*** Begin section ***

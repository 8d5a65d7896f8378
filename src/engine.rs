use std::cell::Cell;
use std::rc::Rc;

use tracing::{debug, info, warn};
use wasm_bindgen::{JsCast, JsValue};
use web_sys::{CanvasRenderingContext2d, HtmlCanvasElement, HtmlImageElement};

use crate::config::EngineConfig;
use crate::consts::{ZOOM_MAX, ZOOM_MIN};
use crate::error::{MapError, StoreError, SurfaceError};
use crate::geometry::{Point, Size};
use crate::gesture::{GestureController, Intent, Phase};
use crate::input::InputEvent;
use crate::mapper::{self, ImageCoord, PixelIndex};
use crate::markers::{MarkerId, MarkerStore};
use crate::render;
use crate::surface::{ContainerSize, ImageSurface};
use crate::throttle::RenderThrottle;
use crate::viewport::{Extent, Viewport};

#[cfg(test)]
#[path = "engine_test.rs"]
mod engine_test;

/// Pointer cursor the host should show over the canvas.
#[derive(Debug, Clone, Copy, PartialEq, Eq)]
pub enum Cursor {
    /// The whole image is visible; clicks record coordinates.
    Crosshair,
    /// The image overflows the container and can be dragged.
    Grab,
    /// A contact session is in progress.
    Grabbing,
}

impl Cursor {
    /// CSS `cursor` value.
    #[must_use]
    pub fn as_css(self) -> &'static str {
        match self {
            Self::Crosshair => "crosshair",
            Self::Grab => "grab",
            Self::Grabbing => "grabbing",
        }
    }
}

/// Actions returned from input handlers for the host to process.
#[derive(Debug, Clone, PartialEq)]
pub enum Action {
    RenderNeeded,
    TapResolved(ImageCoord),
    TapRejected(MapError),
    ZoomChanged { percent: u32 },
    SetCursor(Cursor),
    ImageLoaded { width: u32, height: u32 },
    MarkerAdded(MarkerId),
    MarkerRejected(StoreError),
}

/// Viewer state and input handling that do not need the canvas element.
///
/// Separated from `Engine` so it can be tested without WASM/browser dependencies.
/// Until an image is loaded every input and zoom call is a no-op that returns
/// no actions.
pub struct EngineCore {
    image: Option<ImageSurface>,
    viewport: Viewport,
    gestures: GestureController,
    throttle: RenderThrottle,
    config: EngineConfig,
    container: Box<dyn ContainerSize>,
    canvas_origin: Point,
    cursor: Option<Cursor>,
}

impl EngineCore {
    #[must_use]
    pub fn new(config: EngineConfig, container: impl ContainerSize + 'static) -> Self {
        Self {
            image: None,
            viewport: Viewport::default(),
            gestures: GestureController::new(&config),
            throttle: RenderThrottle::new(config.render_interval_ms),
            config,
            container: Box::new(container),
            canvas_origin: Point::default(),
            cursor: None,
        }
    }

    // --- Image ---

    /// Replace the image. Viewport, gesture, and throttle state start over.
    pub fn load_image(&mut self, surface: ImageSurface) -> Vec<Action> {
        let replaced = self.image.replace(surface).is_some();
        let extent = self.extent(surface);
        self.viewport = Viewport::new(extent);
        self.gestures.reset();
        self.throttle.reset();
        info!(width = surface.width(), height = surface.height(), replaced, "engine: image loaded");

        let mut actions = vec![
            Action::ImageLoaded { width: surface.width(), height: surface.height() },
            Action::ZoomChanged { percent: self.viewport.zoom_percentage() },
        ];
        self.push_cursor(extent, &mut actions);
        actions.push(Action::RenderNeeded);
        actions
    }

    /// Decode image bytes and load the result.
    ///
    /// # Errors
    ///
    /// Returns the decode or empty-image error; the current image is kept.
    pub fn load_image_bytes(&mut self, bytes: &[u8]) -> Result<Vec<Action>, SurfaceError> {
        let surface = ImageSurface::from_bytes(bytes)?;
        Ok(self.load_image(surface))
    }

    // --- Input ---

    /// Record the canvas's on-screen top-left, subtracted from every event.
    pub fn set_canvas_origin(&mut self, origin: Point) {
        self.canvas_origin = origin;
    }

    /// Feed one screen-space input event through the gesture controller.
    pub fn handle_event(&mut self, event: &InputEvent) -> Vec<Action> {
        let Some(image) = self.image else {
            return Vec::new();
        };
        let extent = self.extent(image);
        let event = self.to_canvas(event);
        let before = self.viewport;
        let intent = self.gestures.handle_event(&event, &mut self.viewport, extent);

        let mut actions = Vec::new();
        if let Intent::Tap { canvas } = intent {
            match mapper::map_tap_to_coordinate(canvas, &self.viewport, &image) {
                Ok(coord) => {
                    debug!(%coord, "engine: tap resolved");
                    actions.push(Action::TapResolved(coord));
                }
                Err(err) => {
                    debug!(%err, "engine: tap rejected");
                    actions.push(Action::TapRejected(err));
                }
            }
        }
        self.push_zoom_change(before, &mut actions);
        self.push_cursor(extent, &mut actions);

        let settles = matches!(intent, Intent::Tap { .. } | Intent::SessionEnd | Intent::Reset)
            || (matches!(event, InputEvent::KeyDown { .. }) && intent != Intent::None);
        let render = if settles {
            if let Some(now) = event.time_ms() {
                self.throttle.force(now);
            }
            true
        } else if self.viewport != before {
            event.time_ms().is_none_or(|now| self.throttle.request(now))
        } else {
            false
        };
        if render {
            actions.push(Action::RenderNeeded);
        }
        actions
    }

    /// Resolve a screen point to an image coordinate without touching state.
    ///
    /// # Errors
    ///
    /// [`MapError::NoImageLoaded`] before an image exists, otherwise whatever
    /// [`mapper::map_tap_to_coordinate`] reports.
    pub fn map_tap_to_coordinate(&self, screen: Point) -> Result<ImageCoord, MapError> {
        let image = self.image.ok_or(MapError::NoImageLoaded)?;
        let canvas = mapper::screen_to_canvas(screen, self.canvas_origin);
        mapper::map_tap_to_coordinate(canvas, &self.viewport, &image)
    }

    // --- Zoom controls ---

    /// Zoom in one step around the container centre.
    pub fn zoom_in(&mut self) -> Vec<Action> {
        let factor = self.config.zoom_step;
        self.zoom_at_center(factor)
    }

    /// Zoom out one step around the container centre.
    pub fn zoom_out(&mut self) -> Vec<Action> {
        let factor = 1.0 / self.config.zoom_step;
        self.zoom_at_center(factor)
    }

    /// Back to zoom 1 (centred when the image fits).
    pub fn reset_zoom(&mut self) -> Vec<Action> {
        self.apply_discrete(|viewport, extent| {
            viewport.reset(extent);
        })
    }

    #[must_use]
    pub fn current_zoom_percentage(&self) -> u32 {
        self.viewport.zoom_percentage()
    }

    #[must_use]
    pub fn can_zoom_in(&self) -> bool {
        self.image.is_some() && self.viewport.zoom() < ZOOM_MAX
    }

    #[must_use]
    pub fn can_zoom_out(&self) -> bool {
        self.image.is_some() && self.viewport.zoom() > ZOOM_MIN
    }

    fn zoom_at_center(&mut self, factor: f64) -> Vec<Action> {
        self.apply_discrete(|viewport, extent| {
            viewport.zoom_by(factor, extent.container.center(), extent);
        })
    }

    fn apply_discrete(&mut self, apply: impl FnOnce(&mut Viewport, Extent)) -> Vec<Action> {
        let Some(image) = self.image else {
            return Vec::new();
        };
        let extent = self.extent(image);
        let before = self.viewport;
        apply(&mut self.viewport, extent);
        let mut actions = Vec::new();
        self.push_zoom_change(before, &mut actions);
        self.push_cursor(extent, &mut actions);
        actions.push(Action::RenderNeeded);
        actions
    }

    // --- Host lifecycle ---

    /// Re-clamp against the container's current size.
    pub fn on_container_resize(&mut self) -> Vec<Action> {
        self.apply_discrete(|viewport, extent| {
            viewport.on_container_resize(extent);
        })
    }

    /// Animation-frame hook: emits the render the throttle held back, if any.
    pub fn on_animation_frame(&mut self, now_ms: f64) -> Vec<Action> {
        if self.image.is_some() && self.throttle.flush(now_ms) {
            vec![Action::RenderNeeded]
        } else {
            Vec::new()
        }
    }

    // --- Queries ---

    #[must_use]
    pub fn viewport(&self) -> Viewport {
        self.viewport
    }

    #[must_use]
    pub fn image(&self) -> Option<ImageSurface> {
        self.image
    }

    #[must_use]
    pub fn config(&self) -> &EngineConfig {
        &self.config
    }

    #[must_use]
    pub fn container_size(&self) -> Size {
        self.container.container_size()
    }

    #[must_use]
    pub fn phase(&self) -> Phase {
        self.gestures.phase()
    }

    /// Canvas position of a stored coordinate's top-left corner.
    #[must_use]
    pub fn image_to_canvas(&self, coord: ImageCoord) -> Option<Point> {
        self.image.map(|_| mapper::image_to_canvas(coord, &self.viewport))
    }

    /// Image pixel under a canvas point, for hover feedback. May lie outside the image.
    #[must_use]
    pub fn canvas_to_image(&self, canvas: Point) -> Option<PixelIndex> {
        self.image.and_then(|_| mapper::canvas_to_image(canvas, &self.viewport))
    }

    // --- Helpers ---

    fn extent(&self, image: ImageSurface) -> Extent {
        Extent::new(image.size(), self.container.container_size())
    }

    fn to_canvas(&self, event: &InputEvent) -> InputEvent {
        let mut event = event.clone();
        match &mut event {
            InputEvent::ContactDown { point, .. }
            | InputEvent::ContactMove { point, .. }
            | InputEvent::ContactUp { point, .. }
            | InputEvent::Wheel { point, .. }
            | InputEvent::GestureStart { point, .. } => *point = mapper::screen_to_canvas(*point, self.canvas_origin),
            InputEvent::ContactCancel { .. }
            | InputEvent::GestureChange { .. }
            | InputEvent::GestureEnd { .. }
            | InputEvent::KeyDown { .. } => {}
        }
        event
    }

    fn push_zoom_change(&self, before: Viewport, actions: &mut Vec<Action>) {
        let percent = self.viewport.zoom_percentage();
        if percent != before.zoom_percentage() {
            actions.push(Action::ZoomChanged { percent });
        }
    }

    fn push_cursor(&mut self, extent: Extent, actions: &mut Vec<Action>) {
        let cursor = if self.gestures.phase() != Phase::Idle {
            Cursor::Grabbing
        } else if self.viewport.overflows(extent) {
            Cursor::Grab
        } else {
            Cursor::Crosshair
        };
        if self.cursor != Some(cursor) {
            self.cursor = Some(cursor);
            actions.push(Action::SetCursor(cursor));
        }
    }
}

/// Append every resolved tap to `store`, reporting the outcome after it.
pub fn record_taps(store: &mut MarkerStore, actions: Vec<Action>) -> Vec<Action> {
    let mut out = Vec::with_capacity(actions.len());
    for action in actions {
        let added = match &action {
            Action::TapResolved(coord) => Some(store.add(*coord)),
            _ => None,
        };
        out.push(action);
        match added {
            Some(Ok(id)) => out.push(Action::MarkerAdded(id)),
            Some(Err(err)) => {
                warn!(%err, "engine: tap not recorded");
                out.push(Action::MarkerRejected(err));
            }
            None => {}
        }
    }
    out
}

/// Forget every marker recorded against the previous image, anchor included.
///
/// Stored coordinates are only meaningful for the image they were picked on.
pub fn discard_markers(store: &mut MarkerStore) {
    if !store.is_empty() {
        debug!(count = store.len(), "engine: discarding markers of previous image");
    }
    *store = MarkerStore::new(store.capacity());
}

/// The full viewer engine. Wraps `EngineCore` and owns the browser canvas element.
pub struct Engine {
    canvas: HtmlCanvasElement,
    image: Option<HtmlImageElement>,
    css_size: Rc<Cell<Size>>,
    dpr: f64,
    pub core: EngineCore,
    pub markers: MarkerStore,
}

impl Engine {
    /// Create a new engine bound to the given canvas element.
    #[must_use]
    pub fn new(canvas: HtmlCanvasElement, config: EngineConfig) -> Self {
        let css_size = Rc::new(Cell::new(Size::default()));
        let markers = MarkerStore::new(config.max_markers);
        Self { canvas, image: None, css_size: Rc::clone(&css_size), dpr: 1.0, core: EngineCore::new(config, css_size), markers }
    }

    /// Adopt a fully loaded image element. Markers of the previous image are dropped.
    ///
    /// # Errors
    ///
    /// [`SurfaceError::EmptyImage`] if the element has no natural size.
    pub fn load_image(&mut self, element: HtmlImageElement) -> Result<Vec<Action>, SurfaceError> {
        let surface = ImageSurface::new(element.natural_width(), element.natural_height())?;
        self.image = Some(element);
        discard_markers(&mut self.markers);
        Ok(self.core.load_image(surface))
    }

    // --- Viewport ---

    /// Update canvas dimensions and device pixel ratio.
    pub fn set_viewport(&mut self, width_css: f64, height_css: f64, dpr: f64) -> Vec<Action> {
        let css = Size::new(width_css, height_css);
        self.css_size.set(css);
        self.dpr = dpr;
        let (width, height) = render::backing_size(css, dpr);
        self.canvas.set_width(width);
        self.canvas.set_height(height);
        self.core.on_container_resize()
    }

    pub fn set_canvas_origin(&mut self, origin: Point) {
        self.core.set_canvas_origin(origin);
    }

    // --- Input events ---

    /// Route an event through the core and record any resolved tap.
    pub fn handle_event(&mut self, event: &InputEvent) -> Vec<Action> {
        let actions = self.core.handle_event(event);
        record_taps(&mut self.markers, actions)
    }

    pub fn zoom_in(&mut self) -> Vec<Action> {
        self.core.zoom_in()
    }

    pub fn zoom_out(&mut self) -> Vec<Action> {
        self.core.zoom_out()
    }

    pub fn reset_zoom(&mut self) -> Vec<Action> {
        self.core.reset_zoom()
    }

    pub fn on_animation_frame(&mut self, now_ms: f64) -> Vec<Action> {
        self.core.on_animation_frame(now_ms)
    }

    // --- Render ---

    /// Draw the current state to the canvas.
    ///
    /// # Errors
    ///
    /// Returns `Err` if the 2D context is unavailable or a `Canvas2D` call fails.
    pub fn render(&self) -> Result<(), JsValue> {
        let Some(context) = self.canvas.get_context("2d")? else {
            return Err(JsValue::from_str("2d context unavailable"));
        };
        let ctx: CanvasRenderingContext2d = context.dyn_into()?;
        let image = self.image.as_ref().zip(self.core.image().map(|surface| surface.size()));
        render::draw(&ctx, image, &self.core.viewport(), &self.markers, self.css_size.get(), self.dpr)
    }

    // --- Delegated queries ---

    #[must_use]
    pub fn current_zoom_percentage(&self) -> u32 {
        self.core.current_zoom_percentage()
    }

    /// Resolve a screen point without recording it.
    ///
    /// # Errors
    ///
    /// See [`EngineCore::map_tap_to_coordinate`].
    pub fn map_tap_to_coordinate(&self, screen: Point) -> Result<ImageCoord, MapError> {
        self.core.map_tap_to_coordinate(screen)
    }
}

*** End section ***

Work request: Using the entries above, output exactly the lines between the line holding "self.image = Some(element);" and the line holding "let actions = self.core.handle_event(event);", end lines included, and nothing more.

Task response:
        self.image = Some(element);
        discard_markers(&mut self.markers);
        Ok(self.core.load_image(surface))
    }

    // --- Viewport ---

    /// Update canvas dimensions and device pixel ratio.
    pub fn set_viewport(&mut self, width_css: f64, height_css: f64, dpr: f64) -> Vec<Action> {
        let css = Size::new(width_css, height_css);
        self.css_size.set(css);
        self.dpr = dpr;
        let (width, height) = render::backing_size(css, dpr);
        self.canvas.set_width(width);
        self.canvas.set_height(height);
        self.core.on_container_resize()
    }

    pub fn set_canvas_origin(&mut self, origin: Point) {
        self.core.set_canvas_origin(origin);
    }

    // --- Input events ---

    /// Route an event through the core and record any resolved tap.
    pub fn handle_event(&mut self, event: &InputEvent) -> Vec<Action> {
        let actions = self.core.handle_event(event);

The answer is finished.